Le racisme dans les arts : entre déni et normalisation

Une des problématiques principales abordée par la recherche de Mekoun et Aku Legbedje aborde le manque d’une définition complexe, claire et précise du racisme structurel dans la legislation belge.

Les entretiens indiquent que les personnes racisées travaillant pour des institutions culturelles et artistiques belges sont soumises à toutes sortes de processus subtils et d'attitudes de discrimination raciale, allant jusqu'à être licenciées de manière abusive. Au fil de ces institutions, elles observent des différences de traitement importantes vis-à-vis de leurs collègues blanc·hes et ont des espériences tant de racisme inter-personnel de la part de leurs collègues que de racisme institutionnel de la part de la structure. Au sein des témoignages, on retrouve des récits d'agression, d'intimidation, de harcèlement, ainsi que l’expérience de situations plus subtiles, comme des discours infériorisants présupposant une différence inhérente sur base de préjugés stéréotypés et dévalorisant le travail et l’expertise des travailleur·euses et artistes racisé·es. Face au cadre juridique belge actuel, nombreuses de ces situations ne sont pas légalement reconnues.

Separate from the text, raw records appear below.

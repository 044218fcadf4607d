use byteorder::{BigEndian, ReadBytesExt, WriteBytesExt};
use serde::Serialize;
use std::io::{Read, Seek};

use crate::mp4box::{
    box_start, read_box_header_ext, skip_bytes_to, BoxType, BoxWriter, Mp4Box, ReadBox, Result,
    WriteBox,
};

#[derive(Debug, Clone, PartialEq, Eq, Serialize)]
pub struct MfhdBox {
    pub version: u8,
    pub flags: u32,
    pub sequence_number: u32,
}

impl Default for MfhdBox {
    fn default() -> Self {
        Self {
            version: 0,
            flags: 0,
            sequence_number: 1,
        }
    }
}

impl MfhdBox {
    pub fn new(sequence_number: u32) -> Self {
        Self {
            sequence_number,
            ..Default::default()
        }
    }
}

impl Mp4Box for MfhdBox {
    fn box_type(&self) -> BoxType {
        BoxType::MfhdBox
    }

    fn summary(&self) -> Result<String> {
        let s = format!("sequence_number={}", self.sequence_number);
        Ok(s)
    }
}

impl<R: Read + Seek> ReadBox<&mut R> for MfhdBox {
    fn read_box(reader: &mut R, size: u64) -> Result<Self> {
        let start = box_start(reader)?;

        let (version, flags) = read_box_header_ext(reader)?;
        let sequence_number = reader.read_u32::<BigEndian>()?;

        skip_bytes_to(reader, start + size)?;

        Ok(Self {
            version,
            flags,
            sequence_number,
        })
    }
}

impl WriteBox<&mut BoxWriter> for MfhdBox {
    fn write_box(&self, writer: &mut BoxWriter) -> Result<()> {
        writer.write_full_box(self.box_type(), self.version, self.flags, |w| {
            w.write_u32::<BigEndian>(self.sequence_number)?;
            Ok(())
        })?;
        Ok(())
    }
}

Ce vide juridique peut s’expliquer par la vision morale du racisme, omniprésente au sein de notre société et nécessaire au maintien du système raciste tel qu’on le connaît aujourd’hui. Selon cette vision morale, seuls des cas singuliers de personnes profondément mauvaises et arriérées seraient à l’origine d’actes racistes, et ces actes seraient inévitablement flagrants. A travers les témoignages récoltés, Mekoun et Aku Legbedje (2021) identifient la présence de cette vision limitée du racisme dans le secteur culturel belge : 

« Les personnes à la direction des institutions appartiennent très majoritairement à la gauche culturelle bourgeoise blanche bien-pensante et moraliste. Donc elles sont aussi souvent convaincues de faire preuve d’une certaine ouverture par rapport à ces questions. Ils (consciemment au masculin car il n’y a pas beaucoup de femmes ni de personnes non-binaires à la tête de ces institutions) tâchent de se démarquer du racisme tels qu’on le voit au sein des partis de droite, malgré qu’ils soient les héritiers d'un imaginaire colonial aux préjugés racistes directs ou indirects et porteurs de nombreux actes de violence symbolique, [qui ne vont pas disparaître d’une génération à une autre sans un travail de questionnement, de conscientisation et de déconstruction]. L'existence de cette mentalité de déni rend très difficile voire impossible la reconnaissance de l'existence de micro-agressions racistes, d'abus de pouvoir ou de violences symboliques »[3].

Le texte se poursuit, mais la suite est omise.